***** WORKING DATA *****
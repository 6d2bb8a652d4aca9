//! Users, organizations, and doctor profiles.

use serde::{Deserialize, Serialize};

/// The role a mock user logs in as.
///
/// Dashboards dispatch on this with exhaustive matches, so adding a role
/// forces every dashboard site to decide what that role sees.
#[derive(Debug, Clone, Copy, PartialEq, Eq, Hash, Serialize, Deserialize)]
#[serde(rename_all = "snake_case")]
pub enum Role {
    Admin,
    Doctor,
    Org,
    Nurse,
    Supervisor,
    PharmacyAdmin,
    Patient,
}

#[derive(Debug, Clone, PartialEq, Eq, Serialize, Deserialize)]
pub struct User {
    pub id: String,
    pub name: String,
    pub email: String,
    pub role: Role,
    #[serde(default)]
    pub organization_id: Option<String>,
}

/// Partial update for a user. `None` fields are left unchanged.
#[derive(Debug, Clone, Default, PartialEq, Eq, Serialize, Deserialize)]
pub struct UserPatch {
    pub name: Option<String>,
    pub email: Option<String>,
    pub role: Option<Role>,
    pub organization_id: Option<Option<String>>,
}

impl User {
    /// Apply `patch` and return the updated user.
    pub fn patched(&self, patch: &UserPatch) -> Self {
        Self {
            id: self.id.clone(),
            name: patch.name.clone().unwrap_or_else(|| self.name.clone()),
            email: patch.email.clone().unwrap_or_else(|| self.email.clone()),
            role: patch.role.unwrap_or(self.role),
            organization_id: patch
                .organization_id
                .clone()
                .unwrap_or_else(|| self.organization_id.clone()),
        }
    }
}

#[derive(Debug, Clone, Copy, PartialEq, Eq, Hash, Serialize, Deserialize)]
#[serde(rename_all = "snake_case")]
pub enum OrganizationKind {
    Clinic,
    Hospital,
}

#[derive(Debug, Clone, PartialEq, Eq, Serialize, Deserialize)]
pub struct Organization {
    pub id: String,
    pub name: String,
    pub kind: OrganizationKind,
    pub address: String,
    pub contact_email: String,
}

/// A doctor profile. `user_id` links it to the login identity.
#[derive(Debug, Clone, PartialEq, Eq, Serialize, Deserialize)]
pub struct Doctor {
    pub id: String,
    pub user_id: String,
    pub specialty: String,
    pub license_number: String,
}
*****
** WHAT YOU ARE ASKED TO DO **
Return the material in full. Each line must match.

** WRITTEN ANSWER **
repository 6d2bb8a652d4aca9
//! Users, organizations, and doctor profiles.

use serde::{Deserialize, Serialize};

/// The role a mock user logs in as.
///
/// Dashboards dispatch on this with exhaustive matches, so adding a role
/// forces every dashboard site to decide what that role sees.
#[derive(Debug, Clone, Copy, PartialEq, Eq, Hash, Serialize, Deserialize)]
#[serde(rename_all = "snake_case")]
pub enum Role {
    Admin,
    Doctor,
    Org,
    Nurse,
    Supervisor,
    PharmacyAdmin,
    Patient,
}

#[derive(Debug, Clone, PartialEq, Eq, Serialize, Deserialize)]
pub struct User {
    pub id: String,
    pub name: String,
    pub email: String,
    pub role: Role,
    #[serde(default)]
    pub organization_id: Option<String>,
}

/// Partial update for a user. `None` fields are left unchanged.
#[derive(Debug, Clone, Default, PartialEq, Eq, Serialize, Deserialize)]
pub struct UserPatch {
    pub name: Option<String>,
    pub email: Option<String>,
    pub role: Option<Role>,
    pub organization_id: Option<Option<String>>,
}

impl User {
    /// Apply `patch` and return the updated user.
    pub fn patched(&self, patch: &UserPatch) -> Self {
        Self {
            id: self.id.clone(),
            name: patch.name.clone().unwrap_or_else(|| self.name.clone()),
            email: patch.email.clone().unwrap_or_else(|| self.email.clone()),
            role: patch.role.unwrap_or(self.role),
            organization_id: patch
                .organization_id
                .clone()
                .unwrap_or_else(|| self.organization_id.clone()),
        }
    }
}

#[derive(Debug, Clone, Copy, PartialEq, Eq, Hash, Serialize, Deserialize)]
#[serde(rename_all = "snake_case")]
pub enum OrganizationKind {
    Clinic,
    Hospital,
}

#[derive(Debug, Clone, PartialEq, Eq, Serialize, Deserialize)]
pub struct Organization {
    pub id: String,
    pub name: String,
    pub kind: OrganizationKind,
    pub address: String,
    pub contact_email: String,
}

/// A doctor profile. `user_id` links it to the login identity.
#[derive(Debug, Clone, PartialEq, Eq, Serialize, Deserialize)]
pub struct Doctor {
    pub id: String,
    pub user_id: String,
    pub specialty: String,
    pub license_number: String,
}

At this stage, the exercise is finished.